Por fim, quando estava cansado de tanto comer arroz (prato tradicional dos iranianos e constantemente servido no restaurante da universidade), pedi para meu amigo Rodrigo me levar a algum lugar diferente. Ele me levou ao Bama, um fast food que seria uma mistura de McDonalds e Pizza Hut. Matei a saudade do hambúrguer e das batatas fritas, mas gostei da inovação deles: cogumelo frito! Até os pedidos eram feitos pelo número, ao invés do nome do prato — a única diferença é que as atendentes usavam véu.

Irã não é o “monstro” pintado pela Era Bush

Antes de voltar ao Brasil, numa conversa com um professor da universidade, comentei como tinha achado interessante ver um sheikh no fast food. Parecia algo surreal, pois essas lojas são as mais atacadas por serem diretamente relacionadas ao imperialismo ocidental. Ele disse que gostava de frequentar fast foods, mas não abria mão do tradicional arroz. E completou dizendo que a luta do Irã é pelo direito de continuar escolhendo o que comer e como viver, e que a cultura persa e islâmica são muito ricas para serem dizimadas pelos valores ocidentais.
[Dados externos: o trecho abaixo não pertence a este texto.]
//! Structural parsing of request bodies.
//!
//! A [`RawRequest`] is what the transport hands to a pipeline: the declared
//! content type and the undecoded body. [`parse_json`] and
//! [`require_object`] are the first stages of every body-carrying pipeline.

use serde::Deserialize;
use serde_json::{Map, Value};

use crate::control::{Fault, Outcome};

/// Media type every body-carrying endpoint expects.
pub const JSON_MEDIA_TYPE: &str = "application/json";

/// A request body as received from the transport.
#[derive(Debug, Clone, Default, PartialEq, Eq)]
pub struct RawRequest {
    /// Declared `Content-Type`, if any.
    pub content_type: Option<String>,
    /// Undecoded body bytes.
    pub body: Vec<u8>,
}

impl RawRequest {
    /// Creates a request with an explicit content type.
    #[must_use]
    pub fn new(content_type: Option<String>, body: impl Into<Vec<u8>>) -> Self {
        Self {
            content_type,
            body: body.into(),
        }
    }

    /// Creates a request declared as JSON.
    #[must_use]
    pub fn json(body: impl Into<Vec<u8>>) -> Self {
        Self::new(Some(JSON_MEDIA_TYPE.to_string()), body)
    }

    /// Creates a JSON request from an already-built value.
    #[must_use]
    pub fn from_value(value: &Value) -> Self {
        Self::json(value.to_string())
    }

    /// Returns `true` when the declared content type is JSON.
    ///
    /// Parameters such as `charset` are ignored, and `+json` suffixes count.
    #[must_use]
    pub fn is_json(&self) -> bool {
        self.content_type.as_deref().is_some_and(|declared| {
            let essence = declared
                .split(';')
                .next()
                .unwrap_or_default()
                .trim()
                .to_ascii_lowercase();
            essence == JSON_MEDIA_TYPE || essence.ends_with("+json")
        })
    }
}

/// Structural failures: the body is not a usable JSON document.
#[derive(Debug, Clone, PartialEq, Eq, thiserror::Error)]
pub enum PayloadError {
    /// The request did not declare a JSON body.
    #[error("El contenido debe ser JSON")]
    NotJson,
    /// The body was missing, malformed, `null`, or an empty object.
    #[error("No se recibieron datos JSON válidos")]
    Empty,
    /// The body was JSON but not an object.
    #[error("Datos inválidos")]
    NotAnObject,
    /// A fault raised while parsing.
    #[error("{0}")]
    Fault(Fault),
}

impl From<Fault> for PayloadError {
    fn from(fault: Fault) -> Self {
        Self::Fault(fault)
    }
}

/// Decodes the body as JSON.
///
/// # Errors
///
/// - [`PayloadError::NotJson`] if the content type is not JSON.
/// - [`PayloadError::Empty`] if the body does not decode or decodes to `null`.
pub fn parse_json(request: &RawRequest) -> Outcome<Value, PayloadError> {
    if !request.is_json() {
        return Outcome::failure(PayloadError::NotJson);
    }
    match serde_json::from_slice::<Value>(&request.body) {
        Ok(Value::Null) | Err(_) => Outcome::failure(PayloadError::Empty),
        Ok(value) => Outcome::success(value),
    }
}

/// Requires the decoded document to be a JSON object.
///
/// # Errors
///
/// Returns [`PayloadError::NotAnObject`] for any other JSON type.
pub fn require_object(value: Value) -> Outcome<Map<String, Value>, PayloadError> {
    match value {
        Value::Object(object) => Outcome::success(object),
        _ => Outcome::failure(PayloadError::NotAnObject),
    }
}

/// Deserializes an object into a typed payload structure.
///
/// Payload structures are built from `Option<FieldValue>` fields, so any
/// object decodes; a failure here means the structure itself is unusable.
pub(crate) fn decode_object<P>(object: Map<String, Value>) -> Outcome<P, PayloadError>
where
    P: for<'de> Deserialize<'de>,
{
    serde_json::from_value(Value::Object(object))
        .map_err(|_| PayloadError::NotAnObject)
        .into()
}

// =============================================================================
// FieldValue
// =============================================================================

/// A single payload field before domain validation.
///
/// `null` and absent fields are both represented by `Option::None` on the
/// enclosing payload structure.
#[derive(Debug, Clone, PartialEq, Deserialize)]
#[serde(untagged)]
pub enum FieldValue {
    /// A JSON string.
    Text(String),
    /// A JSON number.
    Number(f64),
    /// Any other JSON value.
    Other(Value),
}

impl FieldValue {
    /// Returns the text, if this is a string.
    #[must_use]
    pub fn as_text(&self) -> Option<&str> {
        match self {
            Self::Text(text) => Some(text),
            Self::Number(_) | Self::Other(_) => None,
        }
    }

    /// Returns `true` for strings that are empty after trimming.
    #[must_use]
    pub fn is_blank(&self) -> bool {
        self.as_text().is_some_and(|text| text.trim().is_empty())
    }
}

/// Returns `true` when a field is absent, `null`, or blank text.
#[must_use]
pub fn is_missing(field: Option<&FieldValue>) -> bool {
    field.is_none_or(FieldValue::is_blank)
}

#[cfg(test)]
mod tests {
    use super::*;
    use rstest::rstest;
    use serde_json::json;

    #[rstest]
    #[case(Some("application/json"), true)]
    #[case(Some("application/json; charset=utf-8"), true)]
    #[case(Some("Application/JSON"), true)]
    #[case(Some("application/problem+json"), true)]
    #[case(Some("text/plain"), false)]
    #[case(None, false)]
    fn test_is_json(#[case] content_type: Option<&str>, #[case] expected: bool) {
        let request = RawRequest::new(content_type.map(str::to_string), "{}");
        assert_eq!(request.is_json(), expected);
    }

    #[rstest]
    fn test_parse_json_success() {
        let outcome = parse_json(&RawRequest::json(r#"{"key":"value"}"#));
        assert_eq!(outcome, Outcome::Ok(json!({"key": "value"})));
    }

    #[rstest]
    fn test_parse_json_rejects_non_json_content() {
        let request = RawRequest::new(Some("text/plain".to_string()), "{}");
        let outcome = parse_json(&request);
        assert_eq!(outcome.unwrap_err_message(), "El contenido debe ser JSON");
    }

    #[rstest]
    #[case("")]
    #[case("null")]
    #[case("{not json")]
    fn test_parse_json_rejects_empty_body(#[case] body: &str) {
        let outcome = parse_json(&RawRequest::json(body));
        assert_eq!(outcome, Outcome::Err(PayloadError::Empty));
        assert_eq!(
            outcome.unwrap_err_message(),
            "No se recibieron datos JSON válidos"
        );
    }

    #[rstest]
    fn test_require_object_rejects_array() {
        let outcome = require_object(json!([1, 2, 3]));
        assert_eq!(outcome.unwrap_err_message(), "Datos inválidos");
    }

    #[rstest]
    #[case(json!("empleo"), FieldValue::Text("empleo".to_string()))]
    #[case(json!(3_000_000), FieldValue::Number(3_000_000.0))]
    #[case(json!(true), FieldValue::Other(json!(true)))]
    fn test_field_value_decoding(#[case] input: Value, #[case] expected: FieldValue) {
        let decoded: FieldValue = serde_json::from_value(input).unwrap();
        assert_eq!(decoded, expected);
    }

    #[rstest]
    fn test_is_missing() {
        assert!(is_missing(None));
        assert!(is_missing(Some(&FieldValue::Text("  ".to_string()))));
        assert!(!is_missing(Some(&FieldValue::Number(0.0))));
    }
}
Por fim, ele me perguntou: por que será que o Irã tem conseguido sobreviver ao boicote que sofre do ocidente e ainda desenvolver-se nas mais distintas áreas? Esses resultados estariam ligados aos valores do xiismo?

Não respondi a pergunta naquele momento. Já de volta ao Brasil, ainda não tenho a resposta. O fato é que o Irã não me pareceu o monstro pintado pela Doutrina Bush. Penso que grande parte da atuação iraniana talvez seja reflexo de como as potências, historicamente falando, interferiram no país.

Nesse período em que estive dentro do “eixo do mal”, vi que a fé dos xiitas tem uma força sem igual e conseguiu mudar completamente a realidade de uma nação. Mas isso foi em 1979; hoje, talvez algum conceito necessite ser revisto. Khomeini foi visionário ao propor a Revolução; se os aiatolás quiserem preservá-la, terão de manter essa mesma perspectiva.

* Renatho Costa é professor de Relações Internacionais da Universidade Federal do Pampa (Unipampa), especialista em Oriente Médio e Terrorismo, e escreveu a convite do Sul21.